Perhaps Latin music truly became a pop spectacle when Selena Quintanilla rose to stardom in the 90s and single-handedly began the Latin pop renaissance. With hits like Como La Flor, La Carcacha and Amor Prohibido, it was clear Quintanilla was a force to be reckoned with.
During the span of her career, Quintanilla achieved American radio airplay and chart performance with songs completely in Spanish and graced the industry as a Chicana icon who served as a crossover success between Latin America and the U.S.
Her American-girl like approach mixed with her deeply rooted Spanish sound and bilinguality was tactical in shaping her as a simultaneous dual pop princess with a binational identity. While her death happened at the cusp of a full English album targeted at mainstream U.S. markets, Quintanilla’s career path paved a way for the upcoming Latinx artists to succeed her.
Following Quintanilla’s death, artists like Jennifer Lopez, Ricky Martin, Gloria Estefan and more helmed a spicy Latin-pop crossover in the music industry which brought Latin flare and utilized binational identities to appeal to two separate cultures. While these acts successfully trail-blazed with English and Spanish albums, they consequently resulted in a dangerous duality that could potentially be troubling to Chicanx audiences.
Latinx artists now began to find themselves either exaggeratedly living by their Latin roots to sell in Latin America, or replicating the American image, speaking English and losing touch with their heritage to appeal to enough U.S. music consumers. When focusing on the discographies of Latinx artists, it’s important to take notice that Mexican-American artists are unable to be a whole – but rather – are forced to be halves of both Mexican and American culture.
If we look at some of the most popular Latin artists from the Aguilera’s to the Iglesias’, we see a split album run phenomenon occurring. One year, it’s an English album with U.S. promotion, and the next, it is a Spanish album with Latin America promotion.
Commercially speaking, worldwide sales and branding are important – especially with upcoming artists. However, this could be damaging as it demonstrates a normalization of separating one’s identity. This becomes a taxing exercise of self-expression for the artist, and a problematic experience to witness for Chicanx audiences.
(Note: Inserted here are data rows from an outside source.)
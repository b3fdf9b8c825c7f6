//! Integration tests for configuration loading and validation
//!
//! Note: Tests that modify environment variables hold `ENV_MUTEX` to avoid
//! interference between tests.

use dbmon::config::{load_config, load_config_or_default, CompileDefaults};
use dbmon::domain::DbmonError;
use std::io::Write;
use std::sync::Mutex;
use tempfile::NamedTempFile;

// Mutex to serialize tests that modify environment variables
static ENV_MUTEX: Mutex<()> = Mutex::new(());

/// Helper function to clean up environment variables
fn cleanup_env_vars() {
    std::env::remove_var("DBMON_APPLICATION_LOG_LEVEL");
    std::env::remove_var("DBMON_APPLICATION_OUTPUT_FORMAT");
    std::env::remove_var("DBMON_DEFAULTS_ENVIRONMENT");
    std::env::remove_var("DBMON_DEFAULTS_MYSQL_PORT");
    std::env::remove_var("DBMON_DEFAULTS_INTERVAL");
    std::env::remove_var("TEST_DBMON_DEPLOY_ENV");
}

fn write_config(contents: &str) -> NamedTempFile {
    let mut file = NamedTempFile::new().unwrap();
    file.write_all(contents.as_bytes()).unwrap();
    file
}

#[test]
fn test_load_complete_config() {
    let _lock = ENV_MUTEX.lock().unwrap();
    cleanup_env_vars();

    let file = write_config(
        r#"
[application]
log_level = "debug"
output_format = "json"

[defaults]
environment = "staging"
mysql_port = 3307
postgres_port = 6432
interval = "1m"
timeout = "20s"
query_metrics_interval = "5m"
max_sql_query_length = 2048
query_response_time_threshold = 250
query_count_threshold = 50
custom_queries_dir = "/opt/queries"

[logging]
local_enabled = true
local_path = "/tmp/dbmon-logs"
local_rotation = "hourly"
"#,
    );

    let config = load_config(file.path()).unwrap();
    assert_eq!(config.application.log_level, "debug");
    assert_eq!(config.application.output_format, "json");
    assert_eq!(config.defaults.environment, "staging");
    assert_eq!(config.defaults.mysql_port, 3307);
    assert_eq!(config.defaults.postgres_port, 6432);
    assert_eq!(config.defaults.interval, "1m");
    assert_eq!(config.defaults.max_sql_query_length, 2048);
    assert_eq!(config.defaults.custom_queries_dir, "/opt/queries");
    assert!(config.logging.local_enabled);
    assert_eq!(config.logging.local_rotation, "hourly");
}

#[test]
fn test_load_minimal_config_with_defaults() {
    let _lock = ENV_MUTEX.lock().unwrap();
    cleanup_env_vars();

    let file = write_config("[defaults]\nenvironment = \"qa\"\n");
    let config = load_config(file.path()).unwrap();

    assert_eq!(config.application.log_level, "info");
    assert_eq!(config.application.output_format, "yaml");
    assert_eq!(config.defaults.environment, "qa");
    assert_eq!(config.defaults.mysql_port, 3306);
    assert_eq!(config.defaults.interval, "30s");
    assert!(!config.logging.local_enabled);
}

#[test]
fn test_missing_file_falls_back_to_defaults() {
    let _lock = ENV_MUTEX.lock().unwrap();
    cleanup_env_vars();

    let config = load_config_or_default("/nonexistent/dbmon.toml").unwrap();
    assert_eq!(config.defaults, CompileDefaults::default());

    let err = load_config("/nonexistent/dbmon.toml").unwrap_err();
    assert!(matches!(err, DbmonError::Configuration(_)));
}

#[test]
fn test_env_var_substitution() {
    let _lock = ENV_MUTEX.lock().unwrap();
    cleanup_env_vars();
    std::env::set_var("TEST_DBMON_DEPLOY_ENV", "canary");

    let file = write_config(
        r#"
# environment = "${TEST_DBMON_COMMENTED_OUT}"
[defaults]
environment = "${TEST_DBMON_DEPLOY_ENV}"
"#,
    );
    let config = load_config(file.path()).unwrap();
    assert_eq!(config.defaults.environment, "canary");

    std::env::remove_var("TEST_DBMON_DEPLOY_ENV");
    let err = load_config(file.path()).unwrap_err();
    assert!(err.to_string().contains("TEST_DBMON_DEPLOY_ENV"));

    cleanup_env_vars();
}

#[test]
fn test_env_var_overrides() {
    let _lock = ENV_MUTEX.lock().unwrap();
    cleanup_env_vars();
    std::env::set_var("DBMON_APPLICATION_LOG_LEVEL", "trace");
    std::env::set_var("DBMON_DEFAULTS_ENVIRONMENT", "override-env");
    std::env::set_var("DBMON_DEFAULTS_MYSQL_PORT", "33060");

    let file = write_config("[defaults]\nenvironment = \"from-file\"\n");
    let config = load_config(file.path()).unwrap();

    assert_eq!(config.application.log_level, "trace");
    assert_eq!(config.defaults.environment, "override-env");
    assert_eq!(config.defaults.mysql_port, 33060);

    // Overrides also apply when no file exists
    let config = load_config_or_default("/nonexistent/dbmon.toml").unwrap();
    assert_eq!(config.defaults.environment, "override-env");

    cleanup_env_vars();
}

#[test]
fn test_invalid_config_validation() {
    let _lock = ENV_MUTEX.lock().unwrap();
    cleanup_env_vars();

    for contents in [
        "[application]\nlog_level = \"verbose\"\n",
        "[application]\noutput_format = \"xml\"\n",
        "[defaults]\ninterval = \"30 seconds\"\n",
        "[defaults]\nmysql_port = 0\n",
        "[logging]\nlocal_rotation = \"weekly\"\n",
    ] {
        let file = write_config(contents);
        let err = load_config(file.path()).unwrap_err();
        assert!(
            matches!(err, DbmonError::Configuration(_)),
            "expected configuration error for {contents:?}"
        );
    }
}

#[test]
fn test_env_var_override_is_validated() {
    let _lock = ENV_MUTEX.lock().unwrap();
    cleanup_env_vars();
    std::env::set_var("DBMON_DEFAULTS_INTERVAL", "soon");

    let result = load_config_or_default("/nonexistent/dbmon.toml");
    cleanup_env_vars();

    assert!(matches!(result, Err(DbmonError::Configuration(_))));
}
What becomes an even bigger issue is the rhetoric that stems from stripping Chicanx artists from their culture, Americanized Latinx artists are now forced to appeal to white audiences. It enforces a toxic way of navigating through the world as both a Mexican-American immigrant and citizen in the states. A message that promotes being less yourself in one aspect, to be accepted in the discourse of another.
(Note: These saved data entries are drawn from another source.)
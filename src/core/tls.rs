//! TLS resolution
//!
//! Every branch ends in a terminal default, so this resolver cannot fail.

use super::field::FieldResolver;
use super::provider::Capabilities;

/// Resolved TLS settings of an entry
#[derive(Debug, Clone, PartialEq, Eq)]
pub struct ResolvedTls {
    /// Whether the agent connects over TLS
    pub enabled: bool,

    /// `SSLMODE` value
    pub mode: String,

    /// CA bundle path, when one applies
    pub ca_bundle_path: Option<String>,

    /// Whether the server certificate is verified
    pub verify_server_certificate: bool,
}

/// Resolves TLS settings from the entry and provider capabilities
pub fn resolve(fields: &FieldResolver<'_>, capabilities: &Capabilities) -> ResolvedTls {
    let enabled = fields.boolean_or(&["tls.enabled", "tls_enabled"], capabilities.default_tls);

    let mode = fields
        .non_empty_string(&["connection.ssl_mode", "sslmode", "ssl_mode"])
        .unwrap_or_else(|| if enabled { "require" } else { "disable" }.to_string());

    let ca_bundle_path = fields
        .non_empty_string(&["tls.ca_bundle_file", "tls_ca"])
        .or_else(|| {
            capabilities
                .default_ca_bundle
                .filter(|_| enabled)
                .map(str::to_string)
        });

    let verify_server_certificate = fields.boolean_or(&["tls.verify_server_certificate"], true);

    ResolvedTls {
        enabled,
        mode,
        ca_bundle_path,
        verify_server_certificate,
    }
}
//! Queued outbound events.
//!
//! The registry never touches sockets. Every handler pushes [`Emit`]s here
//! and the engine drains them after each call. Room-wide emits are
//! resolved to the room's connected players when they are queued, so a
//! player who disconnected earlier in the same call is skipped.

use lexgrid_protocol::{PlayerId, ServerEvent};

use crate::Room;

/// One event addressed to a set of players.
#[derive(Debug, Clone, PartialEq)]
pub struct Emit {
    pub recipients: Vec<PlayerId>,
    pub event: ServerEvent,
}

#[derive(Debug, Default)]
pub struct Outbox {
    queue: Vec<Emit>,
}

impl Outbox {
    pub fn new() -> Self {
        Self::default()
    }

    pub fn to_player(&mut self, player: PlayerId, event: ServerEvent) {
        self.push(vec![player], event);
    }

    /// Every connected player in `room`.
    pub fn to_room(&mut self, room: &Room, event: ServerEvent) {
        self.push(room.connected_ids().collect(), event);
    }

    /// Every connected player in `room` except `skip`.
    pub fn to_room_except(&mut self, room: &Room, skip: PlayerId, event: ServerEvent) {
        self.push(room.connected_ids().filter(|&id| id != skip).collect(), event);
    }

    pub fn drain(&mut self) -> Vec<Emit> {
        std::mem::take(&mut self.queue)
    }

    pub fn is_empty(&self) -> bool {
        self.queue.is_empty()
    }

    fn push(&mut self, recipients: Vec<PlayerId>, event: ServerEvent) {
        if recipients.is_empty() {
            tracing::trace!(event = event.name(), "no recipients, dropping");
            return;
        }
        self.queue.push(Emit { recipients, event });
    }
}
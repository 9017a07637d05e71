//! Full board resyncs: periodic, on request and on rejoin.
//!
//! Every outgoing snapshot is checked before it leaves: the event is
//! encoded exactly as it will go on the wire, decoded again, and the
//! board's checksum recomputed from the decoded copy. A mismatch means the
//! payload would make clients drift, and the sync counts as failed.

use std::time::{Duration, Instant};

use lexgrid_board::{Board, Checksum};
use lexgrid_protocol::{
    BoardResync, Codec, JsonCodec, MatchStatus, PlayerId, RoomCode, RoomView, ServerEvent,
    SyncType,
};
use tracing::{debug, error, info, warn};

use crate::{RetryDecision, Room, RoomError, RoomRegistry, RoomTimer};

/// Why a sync did not count as a success.
#[derive(Debug, Clone, PartialEq, Eq, thiserror::Error)]
pub enum SyncError {
    /// The room has no board to send.
    #[error("no board to sync")]
    NoBoard,

    /// The checksum recomputed after a wire round trip differs.
    #[error("checksum drift: expected {expected}, got {actual}")]
    ChecksumDrift { expected: Checksum, actual: Checksum },

    /// The payload did not survive encoding.
    #[error("payload encoding failed: {0}")]
    Encode(String),

    /// Building and verifying the sync took too long; nothing was sent.
    #[error("sync took {elapsed:?}, limit {limit:?}")]
    Timeout { elapsed: Duration, limit: Duration },
}

/// Encodes `event`, decodes it back and checks the board it carries
/// against `expected`.
///
/// Events without a board pass trivially.
pub fn verify_event(event: &ServerEvent, expected: &Checksum) -> Result<(), SyncError> {
    let bytes = JsonCodec
        .encode(event)
        .map_err(|e| SyncError::Encode(e.to_string()))?;
    let decoded: ServerEvent = JsonCodec
        .decode(&bytes)
        .map_err(|e| SyncError::Encode(e.to_string()))?;
    let (board, sent) = match &decoded {
        ServerEvent::MatchStarted(m) => (&m.board, &m.board_checksum),
        ServerEvent::BoardResync(r) => (&r.board, &r.board_checksum),
        _ => return Ok(()),
    };
    let actual = board.checksum();
    if &actual != expected || sent != expected {
        return Err(SyncError::ChecksumDrift {
            expected: expected.clone(),
            actual,
        });
    }
    Ok(())
}

/// Builds the next resync for `room` from `board`, bumping its sync id.
fn next_resync(room: &mut Room, board: Board, time_remaining: u32, sync_type: SyncType) -> BoardResync {
    room.state.sync_id += 1;
    BoardResync {
        board_checksum: board.checksum(),
        board,
        time_remaining,
        sequence_number: room.state.diff_seq,
        sync_id: room.state.sync_id,
        sync_type,
    }
}

/// Builds and verifies a resync of the room's current board.
fn build_verified(room: &mut Room, now: Instant, sync_type: SyncType) -> Result<ServerEvent, SyncError> {
    let board = room.state.board.clone().ok_or(SyncError::NoBoard)?;
    let time_remaining = room.time_remaining(now);
    let payload = next_resync(room, board, time_remaining, sync_type);
    let expected = payload.board_checksum.clone();
    let event = ServerEvent::BoardResync(payload);
    verify_event(&event, &expected)?;
    Ok(event)
}

impl RoomRegistry {
    /// Resync timer: broadcast the board, then schedule the next one from
    /// the room's activity, or back off after a failure.
    pub(crate) fn perform_periodic_sync(&mut self, code: &RoomCode, now: Instant) {
        let Some(room) = self.rooms.get_mut(code) else {
            return;
        };
        if room.status() != MatchStatus::Active {
            return;
        }
        let Some(health) = self.health.get_mut(code) else {
            return;
        };

        let started = Instant::now();
        // A late snapshot is dropped unsent; only the retry goes out.
        let result = build_verified(room, now, SyncType::Periodic).and_then(|event| {
            let elapsed = started.elapsed();
            let limit = self.sync_config.sync_timeout;
            if elapsed > limit {
                return Err(SyncError::Timeout { elapsed, limit });
            }
            self.outbox.to_room(room, event);
            Ok(elapsed)
        });

        let delay = match result {
            Ok(latency) => {
                health.record_success(latency);
                let tier = health.select_tier(now, &self.sync_config);
                debug!(room = %code, sync_id = room.state.sync_id, %tier, "periodic resync sent");
                tier.interval(&self.sync_config)
            }
            Err(e) => {
                match &e {
                    SyncError::ChecksumDrift { .. } => error!(room = %code, error = %e, "resync verification failed"),
                    _ => warn!(room = %code, error = %e, "resync failed"),
                }
                match health.record_failure(&self.sync_config.retry) {
                    RetryDecision::RetryAfter(delay) => {
                        debug!(room = %code, ?delay, "retrying resync");
                        delay
                    }
                    RetryDecision::GiveUp => {
                        warn!(
                            room = %code,
                            retries = self.sync_config.retry.max_retries,
                            "resync retries exhausted, waiting for next interval"
                        );
                        health.next_interval(now, &self.sync_config)
                    }
                }
            }
        };
        self.schedule_in(code, RoomTimer::Resync, now, delay);
    }

    /// A client saw drift and wants the full board. Honoured at most once
    /// per `resync_request_throttle` per player, during an active round.
    ///
    /// Returns `true` if a resync was sent.
    pub fn request_resync(&mut self, player: PlayerId, now: Instant) -> bool {
        let Some(room) = self.player_rooms.get(&player).and_then(|c| self.rooms.get_mut(c)) else {
            return false;
        };
        if room.status() != MatchStatus::Active {
            return false;
        }
        let throttle = self.sync_config.resync_request_throttle;
        if let Some(&last) = room.resync_requests.get(&player) {
            if now.saturating_duration_since(last) < throttle {
                debug!(room = %room.code, player_id = %player, "resync request throttled");
                return false;
            }
        }
        room.resync_requests.insert(player, now);

        match build_verified(room, now, SyncType::Periodic) {
            Ok(event) => {
                debug!(room = %room.code, player_id = %player, "resync on request");
                self.outbox.to_player(player, event);
                true
            }
            Err(e) => {
                error!(room = %room.code, player_id = %player, error = %e, "requested resync failed");
                false
            }
        }
    }

    /// Puts a returning player back in their seat and catches them up.
    ///
    /// Mid-round they get the current board with the time left. During a
    /// countdown they get the board that is about to be played plus the
    /// remaining countdown.
    ///
    /// # Errors
    /// [`RoomError::NotInRoom`] if the player no longer has a seat.
    pub fn reconnect(&mut self, player: PlayerId, now: Instant) -> Result<RoomView, RoomError> {
        let room = self
            .player_rooms
            .get(&player)
            .and_then(|c| self.rooms.get_mut(c))
            .ok_or(RoomError::NotInRoom(player))?;
        let seat = room
            .player_mut(player)
            .ok_or(RoomError::NotInRoom(player))?;
        seat.is_connected = true;
        room.touch(now);
        info!(room = %room.code, player_id = %player, status = %room.status(), "player rejoined");

        let view = room.view();
        self.outbox.to_player(
            player,
            ServerEvent::RoomJoined {
                room: view.clone(),
                player_id: player,
            },
        );
        self.outbox
            .to_room_except(room, player, ServerEvent::RoomUpdated { room: view.clone() });

        match room.status() {
            MatchStatus::Active => match build_verified(room, now, SyncType::Rejoin) {
                Ok(event) => self.outbox.to_player(player, event),
                Err(e) => error!(room = %room.code, player_id = %player, error = %e, "rejoin resync failed"),
            },
            MatchStatus::Starting => {
                let board = room
                    .state
                    .upcoming_board
                    .clone()
                    .or_else(|| room.state.board.clone());
                if let Some(board) = board {
                    let full = room.settings.round_duration_secs;
                    let payload = next_resync(room, board, full, SyncType::RejoinCountdown);
                    self.outbox.to_player(player, ServerEvent::BoardResync(payload));
                }
                let countdown = room.countdown_remaining(now);
                self.outbox
                    .to_player(player, ServerEvent::MatchStarting { countdown });
            }
            _ => {}
        }
        Ok(view)
    }
}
Lately, this archaic model of the Latin-American career is being challenged by indie and rising stars like Kali Uchis, The Marías, Omar Apollo and Empress Of.
Together, these artists are revolutionizing what it means to be a “Latin-Pop” artist as they are breaking barriers of bilingualism and production stereotypes of latin music. These artists are freely expressing Spanish speaking and Latinx identities in genres you wouldn’t expect and in ways completely adverse to the typical Latin-Pop formula.
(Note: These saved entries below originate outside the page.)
//! A single room: its players, settings and match state.
//!
//! `Room` is plain data plus small queries. Everything that changes a room
//! in response to an event or timer lives on
//! [`RoomRegistry`](crate::RoomRegistry), which owns every room.

use std::collections::{HashMap, HashSet};
use std::time::{Duration, Instant};

use lexgrid_board::{Board, BoardGenerator};
use lexgrid_protocol::{
    MatchSettings, MatchStatus, PlayerId, PlayerView, RoomCode, RoomView, ScoreEntry,
};
use tracing::warn;

// ---------------------------------------------------------------------------
// Player
// ---------------------------------------------------------------------------

/// Per-match word statistics for one player.
#[derive(Debug, Clone, Default, PartialEq, Eq)]
pub struct PlayerStats {
    pub words_found: u32,
    pub longest_word: Option<String>,
    pub best_word: Option<String>,
    pub best_word_points: u32,
}

impl PlayerStats {
    pub(crate) fn record(&mut self, word: &str, points: u32) {
        self.words_found += 1;
        let longer = self
            .longest_word
            .as_ref()
            .is_none_or(|w| word.chars().count() > w.chars().count());
        if longer {
            self.longest_word = Some(word.to_string());
        }
        if self.best_word.is_none() || points > self.best_word_points {
            self.best_word = Some(word.to_string());
            self.best_word_points = points;
        }
    }
}

/// A seat in a room.
#[derive(Debug, Clone)]
pub struct Player {
    pub id: PlayerId,
    pub name: String,
    pub is_ready: bool,
    pub is_connected: bool,
    /// Cumulative score for the current match.
    pub score: u32,
    pub round_score: u32,
    pub stats: PlayerStats,
    /// Uppercase words this player already scored this round.
    pub(crate) found_this_round: HashSet<String>,
}

impl Player {
    pub(crate) fn new(id: PlayerId, name: String) -> Self {
        Self {
            id,
            name,
            is_ready: false,
            is_connected: true,
            score: 0,
            round_score: 0,
            stats: PlayerStats::default(),
            found_this_round: HashSet::new(),
        }
    }

    pub(crate) fn reset_match(&mut self) {
        self.score = 0;
        self.stats = PlayerStats::default();
        self.reset_round();
    }

    pub(crate) fn reset_round(&mut self) {
        self.round_score = 0;
        self.found_this_round.clear();
    }
}

// ---------------------------------------------------------------------------
// MatchState
// ---------------------------------------------------------------------------

/// Everything about the match that changes while it runs.
#[derive(Debug, Clone)]
pub struct MatchState {
    pub(crate) status: MatchStatus,
    pub(crate) current_round: u8,
    /// The board being played. `None` outside a round.
    pub(crate) board: Option<Board>,
    /// The board the next round will start with, generated ahead of the
    /// countdown so a player rejoining mid-countdown can be sent it.
    pub(crate) upcoming_board: Option<Board>,
    pub(crate) round_started_at: Option<Instant>,
    pub(crate) countdown_ends_at: Option<Instant>,
    /// Whole seconds last sent in a timer update.
    pub(crate) last_broadcast_secs: Option<u32>,
    /// Last diff sequence number issued. Never reset.
    pub(crate) diff_seq: u64,
    /// Last full resync id issued. Never reset.
    pub(crate) sync_id: u64,
}

impl MatchState {
    fn new() -> Self {
        Self {
            status: MatchStatus::Lobby,
            current_round: 0,
            board: None,
            upcoming_board: None,
            round_started_at: None,
            countdown_ends_at: None,
            last_broadcast_secs: None,
            diff_seq: 0,
            sync_id: 0,
        }
    }
}

// ---------------------------------------------------------------------------
// Room
// ---------------------------------------------------------------------------

#[derive(Debug)]
pub struct Room {
    pub(crate) code: RoomCode,
    pub(crate) host: PlayerId,
    /// In join order. Host promotion and tie-breaks follow this order.
    pub(crate) players: Vec<Player>,
    pub(crate) capacity: usize,
    pub(crate) settings: MatchSettings,
    pub(crate) state: MatchState,
    pub(crate) last_activity: Instant,
    pub(crate) generator: BoardGenerator,
    /// Last honoured client resync request per player.
    pub(crate) resync_requests: HashMap<PlayerId, Instant>,
}

impl Room {
    pub(crate) fn new(
        code: RoomCode,
        host: Player,
        capacity: usize,
        settings: MatchSettings,
        generator: BoardGenerator,
        now: Instant,
    ) -> Self {
        Self {
            code,
            host: host.id,
            players: vec![host],
            capacity,
            settings,
            state: MatchState::new(),
            last_activity: now,
            generator,
            resync_requests: HashMap::new(),
        }
    }

    pub fn code(&self) -> &RoomCode {
        &self.code
    }

    pub fn host(&self) -> PlayerId {
        self.host
    }

    pub fn status(&self) -> MatchStatus {
        self.state.status
    }

    pub fn settings(&self) -> &MatchSettings {
        &self.settings
    }

    pub fn players(&self) -> &[Player] {
        &self.players
    }

    pub fn player(&self, id: PlayerId) -> Option<&Player> {
        self.players.iter().find(|p| p.id == id)
    }

    pub(crate) fn player_mut(&mut self, id: PlayerId) -> Option<&mut Player> {
        self.players.iter_mut().find(|p| p.id == id)
    }

    pub fn current_round(&self) -> u8 {
        self.state.current_round
    }

    pub fn board(&self) -> Option<&Board> {
        self.state.board.as_ref()
    }

    pub fn upcoming_board(&self) -> Option<&Board> {
        self.state.upcoming_board.as_ref()
    }

    pub fn diff_seq(&self) -> u64 {
        self.state.diff_seq
    }

    pub fn sync_id(&self) -> u64 {
        self.state.sync_id
    }

    pub fn last_activity(&self) -> Instant {
        self.last_activity
    }

    pub(crate) fn touch(&mut self, now: Instant) {
        self.last_activity = self.last_activity.max(now);
    }

    pub fn connected_ids(&self) -> impl Iterator<Item = PlayerId> + '_ {
        self.players.iter().filter(|p| p.is_connected).map(|p| p.id)
    }

    pub fn connected_count(&self) -> usize {
        self.players.iter().filter(|p| p.is_connected).count()
    }

    pub fn is_full(&self) -> bool {
        self.players.len() >= self.capacity
    }

    pub fn round_duration(&self) -> Duration {
        Duration::from_secs(u64::from(self.settings.round_duration_secs))
    }

    /// When the current round's clock reaches zero.
    pub fn round_ends_at(&self) -> Option<Instant> {
        self.state
            .round_started_at
            .map(|start| start + self.round_duration())
    }

    /// Whole seconds left in the round, rounded up, never below zero.
    ///
    /// Outside an active round this is the full round length.
    pub fn time_remaining(&self, now: Instant) -> u32 {
        let Some(start) = self.state.round_started_at else {
            return self.settings.round_duration_secs;
        };
        let elapsed = now.saturating_duration_since(start);
        let remaining = self.round_duration().saturating_sub(elapsed);
        ceil_secs(remaining)
    }

    /// Whole seconds left in the pre-round countdown, rounded up.
    pub fn countdown_remaining(&self, now: Instant) -> u32 {
        self.state
            .countdown_ends_at
            .map_or(0, |end| ceil_secs(end.saturating_duration_since(now)))
    }

    /// Moves the match to `target` if the lifecycle allows it.
    ///
    /// This is the only place `status` is written.
    pub(crate) fn set_status(&mut self, target: MatchStatus) -> bool {
        let current = self.state.status;
        if !current.can_transition_to(target) {
            warn!(room = %self.code, from = %current, to = %target, "refusing status transition");
            return false;
        }
        self.state.status = target;
        true
    }

    pub fn view(&self) -> RoomView {
        RoomView {
            code: self.code.clone(),
            host_id: self.host,
            players: self
                .players
                .iter()
                .map(|p| PlayerView {
                    id: p.id,
                    name: p.name.clone(),
                    is_host: p.id == self.host,
                    is_ready: p.is_ready,
                    is_connected: p.is_connected,
                    score: p.score,
                })
                .collect(),
            capacity: self.capacity,
            status: self.state.status,
            settings: self.settings.clone(),
            current_round: self.state.current_round,
        }
    }

    /// Scoreboard, highest score first. Equal scores keep room order.
    pub fn scores(&self) -> Vec<ScoreEntry> {
        let mut scores: Vec<ScoreEntry> = self
            .players
            .iter()
            .map(|p| ScoreEntry {
                player_id: p.id,
                name: p.name.clone(),
                score: p.score,
                round_score: p.round_score,
                words_found: p.stats.words_found,
                longest_word: p.stats.longest_word.clone(),
                best_word: p.stats.best_word.clone(),
                best_word_points: p.stats.best_word_points,
            })
            .collect();
        scores.sort_by(|a, b| b.score.cmp(&a.score));
        scores
    }

    /// Highest cumulative score. Ties go to whoever joined first.
    pub fn winner(&self) -> Option<PlayerId> {
        self.players
            .iter()
            .fold(None::<&Player>, |best, p| match best {
                Some(b) if b.score >= p.score => Some(b),
                _ => Some(p),
            })
            .map(|p| p.id)
    }
}

fn ceil_secs(d: Duration) -> u32 {
    let secs = d.as_millis().div_ceil(1000);
    u32::try_from(secs).unwrap_or(u32::MAX)
}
“Carino, eres un amor / Carino pintas en color / There’s something about you babe. . .” –“Carino” by The Marías
Whether it’s the sultry and soft alternative lo-fi coo of The Marías’ “Carino” or the Taylor Swift-esque bouncy synth of Empress Of’s “When I’m With Him,” Latin music is showing no signs of limits or division these days.
“Querias mas, de lo que podria ser / me alejo mas, y tu no lo puedes ver / I feel possessed / I can’t help but repress / All of the signs, tellin’ me that I’m not fine” – “When I’m With Him” by Empress Of
This liberational take on music that rids the concerns of language barrier and limiting soundscapes that make pop into “Latin-Pop” is refreshing and key in expressing a more wholesome Chicanx identity that is relatable, recognizable and respectable amongst Chicanx listeners.
The Latinx identity is very specific, one that is not the same as Mesoamerican identity or American identity. The way these current Latinx artists are tailoring their music is a rallying cry for all Chicanx artists to be able to do what they want without the pressures of being either/or and appealing to two separate audiences.